Below are the records; locate each line with the word "list" and copy it.

-*-*-

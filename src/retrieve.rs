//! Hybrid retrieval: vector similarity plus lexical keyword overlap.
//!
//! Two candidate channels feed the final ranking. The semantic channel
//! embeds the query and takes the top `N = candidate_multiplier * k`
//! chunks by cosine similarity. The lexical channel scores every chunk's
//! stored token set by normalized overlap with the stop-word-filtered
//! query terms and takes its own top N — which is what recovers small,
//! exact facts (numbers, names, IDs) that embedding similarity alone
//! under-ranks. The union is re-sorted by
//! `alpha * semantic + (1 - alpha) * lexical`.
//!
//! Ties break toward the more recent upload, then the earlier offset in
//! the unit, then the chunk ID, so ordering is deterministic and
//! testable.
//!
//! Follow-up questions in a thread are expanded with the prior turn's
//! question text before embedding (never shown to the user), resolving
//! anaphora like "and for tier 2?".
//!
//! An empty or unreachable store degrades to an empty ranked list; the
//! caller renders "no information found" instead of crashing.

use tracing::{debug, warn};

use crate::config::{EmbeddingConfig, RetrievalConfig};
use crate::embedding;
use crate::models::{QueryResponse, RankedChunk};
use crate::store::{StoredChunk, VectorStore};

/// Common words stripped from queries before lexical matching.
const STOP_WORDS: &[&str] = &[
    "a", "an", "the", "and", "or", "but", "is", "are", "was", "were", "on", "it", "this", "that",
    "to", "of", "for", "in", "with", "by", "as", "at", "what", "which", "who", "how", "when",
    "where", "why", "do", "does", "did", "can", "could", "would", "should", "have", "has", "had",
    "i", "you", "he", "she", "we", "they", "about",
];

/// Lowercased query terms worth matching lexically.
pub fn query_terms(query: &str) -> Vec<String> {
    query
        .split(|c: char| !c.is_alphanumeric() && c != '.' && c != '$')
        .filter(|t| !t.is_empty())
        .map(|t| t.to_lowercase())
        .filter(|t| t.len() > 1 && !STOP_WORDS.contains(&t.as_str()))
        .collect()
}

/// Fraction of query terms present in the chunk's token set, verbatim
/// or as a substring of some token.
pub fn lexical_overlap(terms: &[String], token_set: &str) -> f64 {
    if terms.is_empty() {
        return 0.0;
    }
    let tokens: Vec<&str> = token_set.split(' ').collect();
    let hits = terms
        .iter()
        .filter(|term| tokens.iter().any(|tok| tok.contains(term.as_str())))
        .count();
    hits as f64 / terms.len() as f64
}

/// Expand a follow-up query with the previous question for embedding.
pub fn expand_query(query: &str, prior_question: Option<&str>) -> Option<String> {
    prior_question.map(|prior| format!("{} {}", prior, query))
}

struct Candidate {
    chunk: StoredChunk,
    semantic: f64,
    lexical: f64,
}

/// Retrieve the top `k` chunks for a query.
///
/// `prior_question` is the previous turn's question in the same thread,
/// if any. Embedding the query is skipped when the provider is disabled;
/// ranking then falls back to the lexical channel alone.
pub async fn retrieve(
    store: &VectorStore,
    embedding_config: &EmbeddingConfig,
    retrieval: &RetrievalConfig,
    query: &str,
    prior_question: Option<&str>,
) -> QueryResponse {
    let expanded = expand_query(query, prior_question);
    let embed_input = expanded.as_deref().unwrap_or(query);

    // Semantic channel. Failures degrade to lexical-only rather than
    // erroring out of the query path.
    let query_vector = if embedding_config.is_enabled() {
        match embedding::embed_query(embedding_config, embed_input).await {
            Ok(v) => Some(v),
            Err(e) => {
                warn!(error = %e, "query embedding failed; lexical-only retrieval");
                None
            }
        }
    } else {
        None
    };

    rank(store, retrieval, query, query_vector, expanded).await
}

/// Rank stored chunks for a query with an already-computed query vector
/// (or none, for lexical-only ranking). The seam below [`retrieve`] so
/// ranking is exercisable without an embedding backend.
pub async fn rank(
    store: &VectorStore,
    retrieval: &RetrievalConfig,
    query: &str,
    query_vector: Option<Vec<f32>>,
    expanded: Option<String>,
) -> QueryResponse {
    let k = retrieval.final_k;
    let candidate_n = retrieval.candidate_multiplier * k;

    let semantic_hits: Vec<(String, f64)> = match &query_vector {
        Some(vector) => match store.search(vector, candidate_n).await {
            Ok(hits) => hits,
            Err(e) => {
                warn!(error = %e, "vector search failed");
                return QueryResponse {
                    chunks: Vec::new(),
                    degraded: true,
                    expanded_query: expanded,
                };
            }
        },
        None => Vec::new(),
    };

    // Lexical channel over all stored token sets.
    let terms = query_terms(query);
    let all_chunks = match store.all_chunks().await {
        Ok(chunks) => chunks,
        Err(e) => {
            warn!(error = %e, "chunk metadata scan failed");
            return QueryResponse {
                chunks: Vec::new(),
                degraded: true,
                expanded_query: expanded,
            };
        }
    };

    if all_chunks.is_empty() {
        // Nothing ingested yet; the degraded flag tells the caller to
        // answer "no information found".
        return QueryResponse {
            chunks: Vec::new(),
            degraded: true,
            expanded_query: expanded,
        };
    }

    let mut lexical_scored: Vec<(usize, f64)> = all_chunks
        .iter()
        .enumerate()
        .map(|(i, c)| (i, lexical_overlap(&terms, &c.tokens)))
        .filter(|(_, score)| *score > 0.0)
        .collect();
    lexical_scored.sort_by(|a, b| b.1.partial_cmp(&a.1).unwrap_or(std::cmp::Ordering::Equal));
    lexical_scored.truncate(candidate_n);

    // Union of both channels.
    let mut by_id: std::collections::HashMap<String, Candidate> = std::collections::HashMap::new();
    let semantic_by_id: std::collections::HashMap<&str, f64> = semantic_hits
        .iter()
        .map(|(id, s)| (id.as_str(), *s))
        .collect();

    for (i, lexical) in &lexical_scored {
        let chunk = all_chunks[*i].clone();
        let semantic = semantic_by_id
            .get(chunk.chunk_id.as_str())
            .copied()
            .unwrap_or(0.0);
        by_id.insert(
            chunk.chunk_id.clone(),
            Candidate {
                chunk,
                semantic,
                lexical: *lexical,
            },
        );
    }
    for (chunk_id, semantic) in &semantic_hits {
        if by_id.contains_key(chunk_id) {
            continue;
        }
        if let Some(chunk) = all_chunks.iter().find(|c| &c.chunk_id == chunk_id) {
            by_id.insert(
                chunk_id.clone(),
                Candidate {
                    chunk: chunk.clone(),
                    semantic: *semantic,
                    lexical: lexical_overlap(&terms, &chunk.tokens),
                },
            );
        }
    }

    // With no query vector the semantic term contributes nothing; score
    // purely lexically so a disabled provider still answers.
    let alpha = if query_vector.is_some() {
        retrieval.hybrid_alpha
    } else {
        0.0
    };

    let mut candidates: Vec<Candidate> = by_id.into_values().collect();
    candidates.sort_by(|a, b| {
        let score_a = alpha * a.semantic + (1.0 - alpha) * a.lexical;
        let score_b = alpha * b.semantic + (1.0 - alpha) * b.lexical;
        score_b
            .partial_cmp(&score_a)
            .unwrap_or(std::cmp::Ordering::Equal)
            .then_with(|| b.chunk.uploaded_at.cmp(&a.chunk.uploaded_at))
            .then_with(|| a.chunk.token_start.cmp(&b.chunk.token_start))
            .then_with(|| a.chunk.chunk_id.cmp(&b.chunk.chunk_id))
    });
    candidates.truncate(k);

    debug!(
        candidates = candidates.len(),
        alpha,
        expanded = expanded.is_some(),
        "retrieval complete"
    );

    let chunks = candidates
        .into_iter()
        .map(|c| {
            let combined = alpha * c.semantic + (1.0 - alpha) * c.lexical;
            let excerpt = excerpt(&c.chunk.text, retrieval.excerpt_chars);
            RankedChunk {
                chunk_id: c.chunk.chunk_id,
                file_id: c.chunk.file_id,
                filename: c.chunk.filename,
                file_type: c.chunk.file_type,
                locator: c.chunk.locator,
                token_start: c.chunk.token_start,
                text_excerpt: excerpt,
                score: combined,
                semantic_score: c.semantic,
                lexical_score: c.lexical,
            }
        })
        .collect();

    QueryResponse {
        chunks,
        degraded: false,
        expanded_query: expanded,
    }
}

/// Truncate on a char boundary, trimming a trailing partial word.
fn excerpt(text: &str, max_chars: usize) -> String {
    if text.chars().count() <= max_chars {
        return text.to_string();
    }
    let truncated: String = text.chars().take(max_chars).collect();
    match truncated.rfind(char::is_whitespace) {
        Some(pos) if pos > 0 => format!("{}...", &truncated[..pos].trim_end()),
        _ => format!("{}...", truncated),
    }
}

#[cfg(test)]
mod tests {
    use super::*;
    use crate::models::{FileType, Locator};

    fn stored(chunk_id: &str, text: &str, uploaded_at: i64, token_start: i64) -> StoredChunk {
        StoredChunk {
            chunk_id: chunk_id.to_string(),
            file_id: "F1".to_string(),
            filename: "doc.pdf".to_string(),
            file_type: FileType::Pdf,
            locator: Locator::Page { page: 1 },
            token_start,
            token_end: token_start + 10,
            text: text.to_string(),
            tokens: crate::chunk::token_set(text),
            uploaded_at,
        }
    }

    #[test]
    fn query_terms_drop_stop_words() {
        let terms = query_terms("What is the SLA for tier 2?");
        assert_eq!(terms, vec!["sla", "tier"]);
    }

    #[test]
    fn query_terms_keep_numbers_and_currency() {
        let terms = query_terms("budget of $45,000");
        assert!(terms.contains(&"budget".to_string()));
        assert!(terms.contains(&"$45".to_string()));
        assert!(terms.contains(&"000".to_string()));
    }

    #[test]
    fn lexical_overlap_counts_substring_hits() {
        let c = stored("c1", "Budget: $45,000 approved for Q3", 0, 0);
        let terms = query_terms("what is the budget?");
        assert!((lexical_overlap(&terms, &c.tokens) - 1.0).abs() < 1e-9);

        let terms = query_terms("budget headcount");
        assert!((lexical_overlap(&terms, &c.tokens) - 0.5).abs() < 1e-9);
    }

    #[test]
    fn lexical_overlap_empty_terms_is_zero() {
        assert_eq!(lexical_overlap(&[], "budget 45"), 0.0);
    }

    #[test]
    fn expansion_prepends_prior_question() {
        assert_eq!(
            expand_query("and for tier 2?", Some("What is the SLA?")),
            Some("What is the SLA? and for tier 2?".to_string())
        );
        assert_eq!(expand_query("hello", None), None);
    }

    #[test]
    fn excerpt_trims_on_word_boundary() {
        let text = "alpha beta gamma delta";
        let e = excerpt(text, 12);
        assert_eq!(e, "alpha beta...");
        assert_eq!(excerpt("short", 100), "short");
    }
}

-*-*-

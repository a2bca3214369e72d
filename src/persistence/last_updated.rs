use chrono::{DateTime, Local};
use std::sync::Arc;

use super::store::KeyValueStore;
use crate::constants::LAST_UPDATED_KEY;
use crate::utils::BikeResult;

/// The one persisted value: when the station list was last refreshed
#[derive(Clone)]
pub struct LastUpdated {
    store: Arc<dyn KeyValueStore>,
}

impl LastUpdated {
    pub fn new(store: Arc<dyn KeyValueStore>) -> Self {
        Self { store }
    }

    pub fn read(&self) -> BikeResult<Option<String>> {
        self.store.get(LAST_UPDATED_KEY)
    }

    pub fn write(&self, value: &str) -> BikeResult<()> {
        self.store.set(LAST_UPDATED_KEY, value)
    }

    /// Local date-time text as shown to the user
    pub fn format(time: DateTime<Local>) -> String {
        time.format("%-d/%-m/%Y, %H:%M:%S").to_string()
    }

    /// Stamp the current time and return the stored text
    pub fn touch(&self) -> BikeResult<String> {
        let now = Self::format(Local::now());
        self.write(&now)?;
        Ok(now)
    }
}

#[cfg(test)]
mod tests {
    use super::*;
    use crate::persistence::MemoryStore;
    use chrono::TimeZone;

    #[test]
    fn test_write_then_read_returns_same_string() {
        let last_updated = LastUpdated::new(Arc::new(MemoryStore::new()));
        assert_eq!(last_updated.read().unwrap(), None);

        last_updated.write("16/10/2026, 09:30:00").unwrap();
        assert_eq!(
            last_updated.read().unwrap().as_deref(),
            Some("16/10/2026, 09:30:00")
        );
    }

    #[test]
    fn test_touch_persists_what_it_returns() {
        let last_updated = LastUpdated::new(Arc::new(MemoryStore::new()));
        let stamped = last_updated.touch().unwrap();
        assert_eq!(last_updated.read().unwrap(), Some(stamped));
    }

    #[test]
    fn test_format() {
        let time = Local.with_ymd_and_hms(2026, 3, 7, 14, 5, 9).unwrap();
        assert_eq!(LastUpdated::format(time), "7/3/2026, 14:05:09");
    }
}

-*-*-

→ Exercise output
//! An empty or unreachable store degrades to an empty ranked list; the
/// The one persisted value: when the station list was last refreshed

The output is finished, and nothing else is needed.